A literatura, a música e o cinema sempre fizeram parte da minha vida, desde a préadolescência. Mas ao me transferir para a capital mineira, em 1972, em busca de emprego, as mudanças foram radicais. Neste mesmo ano fui admitido em uma metalúrgica multinacional. Ao receber o primeiro salário, não sabia como gastá-lo. Nunca vira tanto dinheiro em minhas mãos, fruto do meu trabalho. Com muita dificuldade e má vontade, conclui o segundo grau. Ainda assim tentei, por duas vezes, o vestibular. Na primeira tentativa errei a hora e perdi a prova. Embora eliminado, fiz as outras. Na segunda tentativa não passei a primeira etapa. Aí não tentei mais. Honestamente, não gostava de estudar. Queria me divertir um pouco. Cinema, literatura e discoteca. Vivíamos o auge do milagre brasileiro. Não parava de ler. Depois conheci Sartre, Hemingway, Dostoiéviski, Albert Camus, Fernando Arrabal, Jean Genet, Drummond... Então, cai em minhas mãos O Manifesto Comunista, edição clandestina. Li quase tudo de Marx e Engels: A Dialética da Natureza, A Origem da Família, da Propriedade Privada e do Estado, Os Dezoito Brumários de Napoleão Bonaparte, fragmentos de O Capital, Maiakoviski, Brecht, Antonio Gramsci, Rosa Luxemburgo, Graciliano Ramos... Os jornais O Pasquim, Opinião, De Fato, Movimento... No cine clube da UFMG os filmes: O Voo da Cegonha; A Balada do Soldado; O Encouraçado Poutekim... Jean-Luc Godard, Fellini, Nelson Pereira dos Santos, Glauber... As músicas de Chico Buarque, Gilberto Gil, Geraldo Vandré... Tudo isso fez um reboliço em minha cabeça. O tempo passando. A hora de cumprir a promessa se aproximava. 
 
As viagens
 
Neste ano de 2011 recordo os dias passados. Parece que foi ontem. Ainda me lembro da parteira me olhando com um sorriso de alegria. Trabalhei muito, participei das lutas pela redemocratização do país. Literatura, música e cinema ao meu lado.
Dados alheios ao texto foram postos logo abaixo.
/// A union decodes every member from the same starting offset and returns
/// every interpretation that succeeded, tagged by member name - the source
/// specifies union sizing (max member size) but never implements a decode
/// strategy, so this is the chosen default (see the design ledger).
#[derive(Debug)]
pub struct UnionMap {
    pub(crate) definition: Rc<Definition>,
    members: Vec<CompiledMember>,
}

impl UnionMap {
    pub(crate) fn new(definition: Rc<Definition>, cache: &mut MapCache) -> Result<Self, FormatError> {
        let DefinitionKind::Union(d) = &definition.kind else {
            unreachable!("UnionMap built from a non-union definition")
        };
        let mut members = Vec::with_capacity(d.members.len());
        for member in &d.members {
            let resolved = resolve_member_definition(&definition.name, member, d.byte_order);
            let map = compile_cached(&resolved, cache)?;
            let is_padding = resolved.as_padding().is_some();
            members.push(CompiledMember {
                name: member.name.clone(),
                map,
                condition: member.condition.clone(),
                values: member.values.clone(),
                is_padding,
            });
        }
        Ok(Self { definition, members })
    }

    pub fn get_byte_size(&self) -> Option<u64> {
        self.definition.get_byte_size()
    }

    pub fn get_size_hint(&self, _context: Option<&Context>) -> Option<u64> {
        self.get_byte_size()
    }

    pub fn map_byte_stream(
        &self,
        buffer: &[u8],
        byte_offset: u64,
        context: &mut Context,
    ) -> Result<Value, DecodeError> {
        let mut interpretations = Vec::new();
        let mut consumed = 0u64;
        let mut smallest: Option<(u64, u64)> = None;
        for member in &self.members {
            if member.is_padding {
                continue;
            }
            let mut subcontext = Context::with_values(context.values.clone());
            subcontext.recursion_depth = context.recursion_depth;
            match member.map.map_byte_stream(buffer, byte_offset, &mut subcontext) {
                Ok(value) => {
                    consumed = consumed.max(subcontext.byte_size);
                    interpretations.push((member.name.clone(), value));
                }
                Err(DecodeError::TooSmall(small)) => {
                    let candidate = (small.accounting.requested, small.accounting.available);
                    smallest = Some(match smallest {
                        Some(existing) if existing.0 <= candidate.0 => existing,
                        _ => candidate,
                    });
                }
                Err(DecodeError::Mapping(_)) => {}
            }
        }
        if interpretations.is_empty() {
            if let Some((requested, available)) = smallest {
                return Err(ByteStreamTooSmall::new(&self.definition.name, requested, available).into());
            }
            return Err(MappingError::at(
                &self.definition.name,
                "no union member decoded successfully",
                byte_offset,
            )
            .into());
        }
        context.byte_size = self.get_byte_size().unwrap_or(consumed);
        context.requested_size = context.byte_size;
        Ok(Value::Union(interpretations))
    }

    pub fn fold_byte_stream(&self, value: &Value, context: &mut Context) -> Result<Vec<u8>, EncodeError> {
        let Value::Union(interpretations) = value else {
            return Err(EncodeError::new(&self.definition.name, "expected a union value"));
        };
        let (selected_name, selected_value) = interpretations
            .first()
            .ok_or_else(|| EncodeError::new(&self.definition.name, "union value has no interpretation to encode"))?;
        let member = self
            .members
            .iter()
            .find(|m| &m.name == selected_name)
            .ok_or_else(|| EncodeError::new(&self.definition.name, format!("unknown union member `{selected_name}`")))?;
        member.map.fold_byte_stream(selected_value, context)
    }
}

fn primitive_to_member_value(
    member: &CompiledMember,
    primitive: PrimitiveValue,
    byte_offset: u64,
) -> Result<Value, DecodeError> {
    let value = match &*member.map {
        DataTypeMap::Boolean(_) => Value::Boolean(primitive.as_i64() != 0),
        DataTypeMap::Character(m) => {
            let scalar = primitive.as_i64();
            let c = u32::try_from(scalar)
                .ok()
                .and_then(char::from_u32)
                .ok_or_else(|| MappingError::at(&m.definition.name, format!("{scalar} is not a valid scalar value"), byte_offset))?;
            Value::Character(c)
        }
        DataTypeMap::Integer(_) => Value::Integer(primitive.as_i64()),
        DataTypeMap::FloatingPoint(_) => Value::Float(primitive.as_f64()),
        _ => unreachable!("linear members are always primitive"),
    };
    if let Some(allow) = &member.values {
        if !allow.contains(&value) {
            return Err(MappingError::at(&member.name, "decoded value is not in the allowed set", byte_offset).into());
        }
    }
    Ok(value)
}
//! Decoded values.
//!
//! A definition tree is built once by an external reader and is otherwise
//! opaque to callers; what they actually get back from a decode is one of
//! these. Structures are represented as a generic record - a shared name
//! table plus a parallel value vector - rather than a per-definition
//! generated type, so that a tree discovered at load time can still be
//! decoded without any compile-time knowledge of its shape.

use std::hash::{Hash, Hasher};
use std::rc::Rc;
use uuid::Uuid;

/// A dynamically typed decoded value.
#[derive(Debug, Clone, PartialEq)]
pub enum Value {
    Boolean(bool),
    Character(char),
    Integer(i64),
    Float(f64),
    Uuid(Uuid),
    /// The skipped bytes of a padding member. Carries no meaning on its own.
    Padding(Vec<u8>),
    /// A stream of raw bytes (non-composite element sequences, or a `stream`
    /// node).
    Stream(Vec<u8>),
    /// A decoded `string` node.
    Text(String),
    /// A decoded `sequence` node: an ordered tuple of element values.
    Sequence(Vec<Value>),
    Structure(StructureValue),
    /// The result of decoding a `union`: every member decoded from the same
    /// starting offset, tagged by member name. See the open question on
    /// union decode strategy in the design notes.
    Union(Vec<(String, Value)>),
}

impl Eq for Value {}

impl Hash for Value {
    fn hash<H: Hasher>(&self, state: &mut H) {
        std::mem::discriminant(self).hash(state);
        match self {
            Value::Boolean(v) => v.hash(state),
            Value::Character(v) => v.hash(state),
            Value::Integer(v) => v.hash(state),
            Value::Float(v) => v.to_bits().hash(state),
            Value::Uuid(v) => v.hash(state),
            Value::Padding(v) => v.hash(state),
            Value::Stream(v) => v.hash(state),
            Value::Text(v) => v.hash(state),
            Value::Sequence(v) => v.hash(state),
            Value::Structure(v) => v.hash(state),
            Value::Union(v) => v.hash(state),
        }
    }
}

impl Value {
    pub fn as_integer(&self) -> Option<i64> {
        match self {
            Value::Integer(v) => Some(*v),
            Value::Boolean(v) => Some(*v as i64),
            Value::Character(c) => Some(*c as i64),
            _ => None,
        }
    }

    pub fn as_bool(&self) -> Option<bool> {
        match self {
            Value::Boolean(v) => Some(*v),
            _ => None,
        }
    }

    pub fn as_structure(&self) -> Option<&StructureValue> {
        match self {
            Value::Structure(s) => Some(s),
            _ => None,
        }
    }
}

/// The shared, insertion-ordered list of attribute names for one structure
/// definition. Every [`StructureValue`] produced by the same structure map
/// points at the same `NameTable`, so instances don't each carry their own
/// copy of the member names.
pub type NameTable = Rc<[Box<str>]>;

pub fn name_table(names: impl IntoIterator<Item = impl Into<Box<str>>>) -> NameTable {
    names.into_iter().map(Into::into).collect::<Vec<_>>().into()
}

/// A decoded structure: a name table shared with its definition's map, and
/// one slot per attribute, in definition order. A conditional member that
/// was skipped gets an explicit `None` slot rather than being dropped, so
/// `values` stays index-aligned with `names` - a field after a skipped one
/// is still found at its own position.
#[derive(Debug, Clone, PartialEq, Eq, Hash)]
pub struct StructureValue {
    pub type_name: Rc<str>,
    names: NameTable,
    values: Vec<Option<Value>>,
}

impl StructureValue {
    pub fn new(type_name: Rc<str>, names: NameTable, values: Vec<Option<Value>>) -> Self {
        Self {
            type_name,
            names,
            values,
        }
    }

    pub fn get(&self, name: &str) -> Option<&Value> {
        self.names
            .iter()
            .position(|n| n.as_ref() == name)
            .and_then(|index| self.get_by_index(index))
    }

    pub fn get_by_index(&self, index: usize) -> Option<&Value> {
        self.values.get(index).and_then(|slot| slot.as_ref())
    }

    pub fn names(&self) -> &[Box<str>] {
        &self.names
    }

    pub fn values(&self) -> &[Option<Value>] {
        &self.values
    }

    pub fn len(&self) -> usize {
        self.values.len()
    }

    pub fn is_empty(&self) -> bool {
        self.values.is_empty()
    }
}
impl StructureGroupDefinition {
    /// Validates invariant 5: the discriminator member's allowed `values`
    /// must be non-empty and pairwise disjoint across variants.
    pub fn new(
        base: Rc<Definition>,
        identifier: String,
        variants: Vec<Rc<Definition>>,
    ) -> Result<Self, FormatError> {
        let mut seen_values: Vec<Value> = Vec::new();
        for variant in &variants {
            let structure = variant.as_structure().ok_or_else(|| {
                FormatError::new(&identifier, "structure-group variant must be a structure")
            })?;
            let member = structure.member(&identifier).ok_or_else(|| {
                FormatError::new(
                    &identifier,
                    format!("variant is missing discriminator member `{identifier}`"),
                )
            })?;
            let values = member.values.as_ref().filter(|v| !v.is_empty()).ok_or_else(|| {
                FormatError::new(
                    &identifier,
                    "discriminator member must declare a non-empty `values` set",
                )
            })?;
            for value in values {
                if seen_values.contains(value) {
                    return Err(FormatError::new(
                        &identifier,
                        format!("discriminator value {value:?} is claimed by more than one variant"),
                    ));
                }
                seen_values.push(value.clone());
            }
        }
        Ok(Self {
            base,
            identifier,
            variants,
        })
    }
}

#[derive(Debug, Clone)]
pub enum DefinitionKind {
    Boolean(BooleanDefinition),
    Character(CharacterDefinition),
    Integer(IntegerDefinition),
    FloatingPoint(FloatingPointDefinition),
    Uuid(UuidDefinition),
    Padding(PaddingDefinition),
    Sequence(ElementSequenceDefinition),
    Stream(ElementSequenceDefinition),
    String(ElementSequenceDefinition),
    Structure(StructureDefinition),
    Union(UnionDefinition),
    Constant(ConstantDefinition),
    Enumeration(EnumerationDefinition),
    Format(FormatDefinition),
    StructureFamily(StructureFamilyDefinition),
    StructureGroup(StructureGroupDefinition),
}

/// A single node of the definition tree: a name plus a kind-specific body.
#[derive(Debug, Clone)]
pub struct Definition {
    pub name: String,
    pub aliases: Vec<String>,
    pub description: Option<String>,
    pub urls: Vec<String>,
    pub kind: DefinitionKind,
    byte_size: OnceCell<Option<u64>>,
}

impl Definition {
    pub fn new(name: impl Into<String>, kind: DefinitionKind) -> Result<Self, FormatError> {
        let name = name.into();
        validate_identifier(&name).map_err(|message| FormatError::new(&name, message))?;
        Ok(Self::new_unchecked(name, kind))
    }

    /// Builds a definition without running identifier validation. Reserved
    /// for the map compiler's internal renamed copies of `native`-ordered
    /// members (see [`crate::map`]) - those names are never exposed through
    /// an expression namespace, so the leading-underscore rule doesn't
    /// apply to them.
    pub(crate) fn new_unchecked(name: impl Into<String>, kind: DefinitionKind) -> Self {
        Self {
            name: name.into(),
            aliases: Vec::new(),
            description: None,
            urls: Vec::new(),
            kind,
            byte_size: OnceCell::new(),
        }
    }

    pub fn type_indicator(&self) -> &'static str {
        match &self.kind {
            DefinitionKind::Boolean(_) => "boolean",
            DefinitionKind::Character(_) => "character",
            DefinitionKind::Integer(_) => "integer",
            DefinitionKind::FloatingPoint(_) => "floating-point",
            DefinitionKind::Uuid(_) => "uuid",
            DefinitionKind::Padding(_) => "padding",
            DefinitionKind::Sequence(_) => "sequence",
            DefinitionKind::Stream(_) => "stream",
            DefinitionKind::String(_) => "string",
            DefinitionKind::Structure(_) => "structure",
            DefinitionKind::Union(_) => "union",
            DefinitionKind::Constant(_) => "constant",
            DefinitionKind::Enumeration(_) => "enumeration",
            DefinitionKind::Format(_) => "format",
            DefinitionKind::StructureFamily(_) => "structure-family",
            DefinitionKind::StructureGroup(_) => "structure-group",
        }
    }

    pub fn byte_order(&self) -> Option<ByteOrder> {
        match &self.kind {
            DefinitionKind::Boolean(d) => Some(d.byte_order),
            DefinitionKind::Character(d) => Some(d.byte_order),
            DefinitionKind::Integer(d) => Some(d.byte_order),
            DefinitionKind::FloatingPoint(d) => Some(d.byte_order),
            DefinitionKind::Uuid(d) => Some(d.byte_order),
            DefinitionKind::Structure(d) => d.byte_order,
            DefinitionKind::Union(d) => d.byte_order,
            _ => None,
        }
    }

    pub fn is_composite(&self) -> bool {
        match &self.kind {
            DefinitionKind::Boolean(_)
            | DefinitionKind::Character(_)
            | DefinitionKind::Integer(_)
            | DefinitionKind::FloatingPoint(_)
            | DefinitionKind::Padding(_) => false,
            DefinitionKind::Uuid(_) => true,
            DefinitionKind::Sequence(_) | DefinitionKind::Stream(_) | DefinitionKind::String(_) => {
                true
            }
            DefinitionKind::Structure(d) => d.is_composite(),
            DefinitionKind::Union(d) => d.is_composite(),
            DefinitionKind::Constant(_) | DefinitionKind::Enumeration(_) => true,
            DefinitionKind::Format(_)
            | DefinitionKind::StructureFamily(_)
            | DefinitionKind::StructureGroup(_) => true,
        }
    }

    pub fn get_byte_size(&self) -> Option<u64> {
        *self.byte_size.get_or_init(|| self.compute_byte_size())
    }

    fn compute_byte_size(&self) -> Option<u64> {
        match &self.kind {
            DefinitionKind::Boolean(d) => Some(d.size as u64),
            DefinitionKind::Character(d) => Some(d.size as u64),
            DefinitionKind::Integer(d) => Some(d.size as u64),
            DefinitionKind::FloatingPoint(d) => Some(d.size as u64),
            DefinitionKind::Uuid(_) => Some(16),
            DefinitionKind::Padding(_) => None,
            DefinitionKind::Sequence(d) | DefinitionKind::Stream(d) | DefinitionKind::String(d) => {
                d.static_byte_size()
            }
            DefinitionKind::Structure(d) => d.byte_size(),
            DefinitionKind::Union(d) => d.byte_size(),
            DefinitionKind::Constant(_) | DefinitionKind::Enumeration(_) => None,
            DefinitionKind::Format(_)
            | DefinitionKind::StructureFamily(_)
            | DefinitionKind::StructureGroup(_) => None,
        }
    }

    pub fn as_padding(&self) -> Option<&PaddingDefinition> {
        match &self.kind {
            DefinitionKind::Padding(d) => Some(d),
            _ => None,
        }
    }

    pub fn as_structure(&self) -> Option<&StructureDefinition> {
        match &self.kind {
            DefinitionKind::Structure(d) => Some(d),
            _ => None,
        }
    }

    pub fn as_element_sequence(&self) -> Option<&ElementSequenceDefinition> {
        match &self.kind {
            DefinitionKind::Sequence(d) | DefinitionKind::Stream(d) | DefinitionKind::String(d) => {
                Some(d)
            }
            _ => None,
        }
    }
}

#[cfg(test)]
mod tests {
    use super::*;

    fn int32le() -> Definition {
        Definition::new(
            "int32le",
            DefinitionKind::Integer(IntegerDefinition {
                size: 4,
                byte_order: ByteOrder::Little,
                format: IntegerFormat::Signed,
                minimum_value: None,
                maximum_value: None,
            }),
        )
        .unwrap()
    }

    #[test]
    fn primitive_byte_size_is_fixed() {
        assert_eq!(int32le().get_byte_size(), Some(4));
    }

    #[test]
    fn structure_byte_size_sums_members() {
        let members = vec![
            Member {
                name: "a".into(),
                data_type: Rc::new(int32le()),
                condition: None,
                values: None,
            },
            Member {
                name: "b".into(),
                data_type: Rc::new(int32le()),
                condition: None,
                values: None,
            },
        ];
        let structure = StructureDefinition::new(None, members).unwrap();
        assert_eq!(structure.byte_size(), Some(8));
        assert!(!structure.is_composite());
    }

    #[test]
    fn structure_with_condition_member_has_unknown_size() {
        let members = vec![Member {
            name: "maybe".into(),
            data_type: Rc::new(int32le()),
            condition: Some(Expr::parse("1 == 1").unwrap()),
            values: None,
        }];
        let structure = StructureDefinition::new(None, members).unwrap();
        assert_eq!(structure.byte_size(), None);
        assert!(structure.is_composite());
    }

    #[test]
    fn rejects_leading_underscore_identifier() {
        assert!(validate_identifier("_foo").is_err());
    }

    #[test]
    fn rejects_duplicate_members() {
        let members = vec![
            Member {
                name: "a".into(),
                data_type: Rc::new(int32le()),
                condition: None,
                values: None,
            },
            Member {
                name: "a".into(),
                data_type: Rc::new(int32le()),
                condition: None,
                values: None,
            },
        ];
        assert!(StructureDefinition::new(None, members).is_err());
    }
}
//! Fixed-layout packed encode/decode over a byte slice.
//!
//! A [`ByteOperation`] is the one place "packed interpretation" happens:
//! given a byte order and a run of primitive type codes, it reads or writes
//! exactly that many primitives from/to a byte slice in one shot. Every
//! linear map (and every leaf primitive map) is built on top of one of
//! these.

use byteorder::{BigEndian, ByteOrder as _, LittleEndian, NativeEndian};
use dtfabric_support::{EncodeError, FormatError};

use crate::definitions::ByteOrder;

#[derive(Debug, Clone, Copy, PartialEq, Eq)]
pub enum PrimitiveCode {
    I8,
    U8,
    I16,
    U16,
    I32,
    U32,
    I64,
    U64,
    F32,
    F64,
}

impl PrimitiveCode {
    pub fn size(self) -> usize {
        match self {
            PrimitiveCode::I8 | PrimitiveCode::U8 => 1,
            PrimitiveCode::I16 | PrimitiveCode::U16 => 2,
            PrimitiveCode::I32 | PrimitiveCode::U32 | PrimitiveCode::F32 => 4,
            PrimitiveCode::I64 | PrimitiveCode::U64 | PrimitiveCode::F64 => 8,
        }
    }

    fn from_char(c: char) -> Option<Self> {
        match c {
            'b' => Some(PrimitiveCode::I8),
            'B' => Some(PrimitiveCode::U8),
            'h' => Some(PrimitiveCode::I16),
            'H' => Some(PrimitiveCode::U16),
            'i' => Some(PrimitiveCode::I32),
            'I' => Some(PrimitiveCode::U32),
            'q' => Some(PrimitiveCode::I64),
            'Q' => Some(PrimitiveCode::U64),
            'f' => Some(PrimitiveCode::F32),
            'd' => Some(PrimitiveCode::F64),
            _ => None,
        }
    }
}

#[derive(Debug, Clone, Copy, PartialEq)]
pub enum PrimitiveValue {
    I8(i8),
    U8(u8),
    I16(i16),
    U16(u16),
    I32(i32),
    U32(u32),
    I64(i64),
    U64(u64),
    F32(f32),
    F64(f64),
}

impl PrimitiveValue {
    pub fn as_i64(self) -> i64 {
        match self {
            PrimitiveValue::I8(v) => v as i64,
            PrimitiveValue::U8(v) => v as i64,
            PrimitiveValue::I16(v) => v as i64,
            PrimitiveValue::U16(v) => v as i64,
            PrimitiveValue::I32(v) => v as i64,
            PrimitiveValue::U32(v) => v as i64,
            PrimitiveValue::I64(v) => v,
            PrimitiveValue::U64(v) => v as i64,
            PrimitiveValue::F32(_) | PrimitiveValue::F64(_) => 0,
        }
    }

    pub fn as_f64(self) -> f64 {
        match self {
            PrimitiveValue::F32(v) => v as f64,
            PrimitiveValue::F64(v) => v,
            other => other.as_i64() as f64,
        }
    }
}

/// Failure modes of [`ByteOperation::read_from`]. Callers translate
/// `TooSmall` into a [`dtfabric_support::ByteStreamTooSmall`] and
/// `Malformed` into a [`dtfabric_support::MappingError`], both annotated
/// with the node that was being decoded.
#[derive(Debug)]
pub enum ReadError {
    TooSmall { requested: u64, available: u64 },
    Malformed(String),
}

/// A packed encoder/decoder for one concatenation of primitive codes under
/// a single byte order.
#[derive(Debug, Clone)]
pub struct ByteOperation {
    byte_order: ByteOrder,
    codes: Vec<PrimitiveCode>,
}

impl ByteOperation {
    pub fn new(byte_order: ByteOrder, codes: Vec<PrimitiveCode>) -> Self {
        Self { byte_order, codes }
    }

    /// Builds an operation from a format descriptor: a byte-order prefix
    /// (`=`, `<`, `>`) followed by a run of primitive codes
    /// (`b B h H i I q Q f d`). Fails with `FormatError` on anything else.
    pub fn from_descriptor(descriptor: &str) -> Result<Self, FormatError> {
        let mut chars = descriptor.chars();
        let byte_order = match chars.next() {
            Some('=') => ByteOrder::Native,
            Some('<') => ByteOrder::Little,
            Some('>') => ByteOrder::Big,
            _ => {
                return Err(FormatError::new(
                    descriptor,
                    "format descriptor must start with a byte-order prefix (=, <, >)",
                ))
            }
        };
        let mut codes = Vec::new();
        for c in chars {
            let code = PrimitiveCode::from_char(c).ok_or_else(|| {
                FormatError::new(descriptor, format!("invalid primitive code `{c}`"))
            })?;
            codes.push(code);
        }
        Ok(Self { byte_order, codes })
    }

    pub fn byte_size(&self) -> u64 {
        self.codes.iter().map(|c| c.size() as u64).sum()
    }

    pub fn codes(&self) -> &[PrimitiveCode] {
        &self.codes
    }

    pub fn read_from(&self, bytes: &[u8]) -> Result<Vec<PrimitiveValue>, ReadError> {
        let needed = self.byte_size();
        if (bytes.len() as u64) < needed {
            return Err(ReadError::TooSmall {
                requested: needed,
                available: bytes.len() as u64,
            });
        }
        match self.byte_order {
            ByteOrder::Native => Ok(read_all::<NativeEndian>(&self.codes, bytes)),
            ByteOrder::Little => Ok(read_all::<LittleEndian>(&self.codes, bytes)),
            ByteOrder::Big => Ok(read_all::<BigEndian>(&self.codes, bytes)),
        }
    }

    pub fn write_to(&self, values: &[PrimitiveValue]) -> Result<Vec<u8>, EncodeError> {
        if values.len() != self.codes.len() {
            return Err(EncodeError::new(
                "byte-operation",
                format!(
                    "wrong arity: expected {} values, got {}",
                    self.codes.len(),
                    values.len()
                ),
            ));
        }
        let mut buffer = vec![0u8; self.byte_size() as usize];
        match self.byte_order {
            ByteOrder::Native => write_all::<NativeEndian>(&self.codes, values, &mut buffer)?,
            ByteOrder::Little => write_all::<LittleEndian>(&self.codes, values, &mut buffer)?,
            ByteOrder::Big => write_all::<BigEndian>(&self.codes, values, &mut buffer)?,
        }
        Ok(buffer)
    }
}

fn read_all<O: byteorder::ByteOrder>(codes: &[PrimitiveCode], bytes: &[u8]) -> Vec<PrimitiveValue> {
    let mut offset = 0usize;
    let mut out = Vec::with_capacity(codes.len());
    for code in codes {
        let size = code.size();
        let chunk = &bytes[offset..offset + size];
        let value = match code {
            PrimitiveCode::I8 => PrimitiveValue::I8(chunk[0] as i8),
            PrimitiveCode::U8 => PrimitiveValue::U8(chunk[0]),
            PrimitiveCode::I16 => PrimitiveValue::I16(O::read_i16(chunk)),
            PrimitiveCode::U16 => PrimitiveValue::U16(O::read_u16(chunk)),
            PrimitiveCode::I32 => PrimitiveValue::I32(O::read_i32(chunk)),
            PrimitiveCode::U32 => PrimitiveValue::U32(O::read_u32(chunk)),
            PrimitiveCode::I64 => PrimitiveValue::I64(O::read_i64(chunk)),
            PrimitiveCode::U64 => PrimitiveValue::U64(O::read_u64(chunk)),
            PrimitiveCode::F32 => PrimitiveValue::F32(O::read_f32(chunk)),
            PrimitiveCode::F64 => PrimitiveValue::F64(O::read_f64(chunk)),
        };
        out.push(value);
        offset += size;
    }
    out
}

fn write_all<O: byteorder::ByteOrder>(
    codes: &[PrimitiveCode],
    values: &[PrimitiveValue],
    buffer: &mut [u8],
) -> Result<(), EncodeError> {
    let mut offset = 0usize;
    for (code, value) in codes.iter().zip(values) {
        let size = code.size();
        let chunk = &mut buffer[offset..offset + size];
        match (code, *value) {
            (PrimitiveCode::I8, PrimitiveValue::I8(v)) => chunk[0] = v as u8,
            (PrimitiveCode::U8, PrimitiveValue::U8(v)) => chunk[0] = v,
            (PrimitiveCode::I16, PrimitiveValue::I16(v)) => O::write_i16(chunk, v),
            (PrimitiveCode::U16, PrimitiveValue::U16(v)) => O::write_u16(chunk, v),
            (PrimitiveCode::I32, PrimitiveValue::I32(v)) => O::write_i32(chunk, v),
            (PrimitiveCode::U32, PrimitiveValue::U32(v)) => O::write_u32(chunk, v),
            (PrimitiveCode::I64, PrimitiveValue::I64(v)) => O::write_i64(chunk, v),
            (PrimitiveCode::U64, PrimitiveValue::U64(v)) => O::write_u64(chunk, v),
            (PrimitiveCode::F32, PrimitiveValue::F32(v)) => O::write_f32(chunk, v),
            (PrimitiveCode::F64, PrimitiveValue::F64(v)) => O::write_f64(chunk, v),
            _ => {
                return Err(EncodeError::new(
                    "byte-operation",
                    "value does not match its primitive code",
                ))
            }
        }
        offset += size;
    }
    Ok(())
}

#[cfg(test)]
mod tests {
    use super::*;

    #[test]
    fn round_trips_little_endian_u32() {
        let op = ByteOperation::from_descriptor("<I").unwrap();
        let values = op.read_from(&[0x12, 0x34, 0x56, 0x78]).unwrap();
        assert_eq!(values, vec![PrimitiveValue::U32(0x78563412)]);
        let bytes = op.write_to(&values).unwrap();
        assert_eq!(bytes, vec![0x12, 0x34, 0x56, 0x78]);
    }

    #[test]
    fn too_small_buffer_reports_requested_and_available() {
        let op = ByteOperation::from_descriptor("<I").unwrap();
        match op.read_from(&[0x12, 0x34]) {
            Err(ReadError::TooSmall { requested, available }) => {
                assert_eq!(requested, 4);
                assert_eq!(available, 2);
            }
            other => panic!("expected TooSmall, got {other:?}"),
        }
    }

    #[test]
    fn invalid_descriptor_is_a_format_error() {
        assert!(ByteOperation::from_descriptor("<z").is_err());
        assert!(ByteOperation::from_descriptor("I").is_err());
    }

    #[test]
    fn wrong_arity_write_is_an_encode_error() {
        let op = ByteOperation::from_descriptor("<II").unwrap();
        assert!(op.write_to(&[PrimitiveValue::U32(1)]).is_err());
    }
}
Tenho sete livros publicados e preparo o oitavo.Participei de algumas antologias. Não acredito em destino, mas certos momentos são decisivos. Se meu pai não tivesse se envolvido em política conservadora nos anos sessenta, provavelmente minha vida teria outro rumo. Se tivesse sido aprovado nos testes da Usiminas, talvez caminhasse em outra direção. Ou se tivesse passado no vestibular, talvez não escrevesse. Se isso, se aquilo. O fato é que estou aqui, vivendo o que me cabe neste latifúndio cósmico. Como Górki, minha universidade foi e continua sendo a vida. Na segunda metade da década de 70 até o final da década de 90, estive engajado no movimento sindical, político e popular. Sem deixar morrer meus sonhos. Fiz as minhas viagens ao som de Led Zepelim, Pink Floyd, Gilberto Gil, Elis Regina, Mercedes Sosa, Leonard Cohen, Janes Joplin, Vinicius de Moraes, Chico... Nunca delatei ninguém. E estou convicto de que vou cumprir a promessa feita sob o olhar bonito da parteira.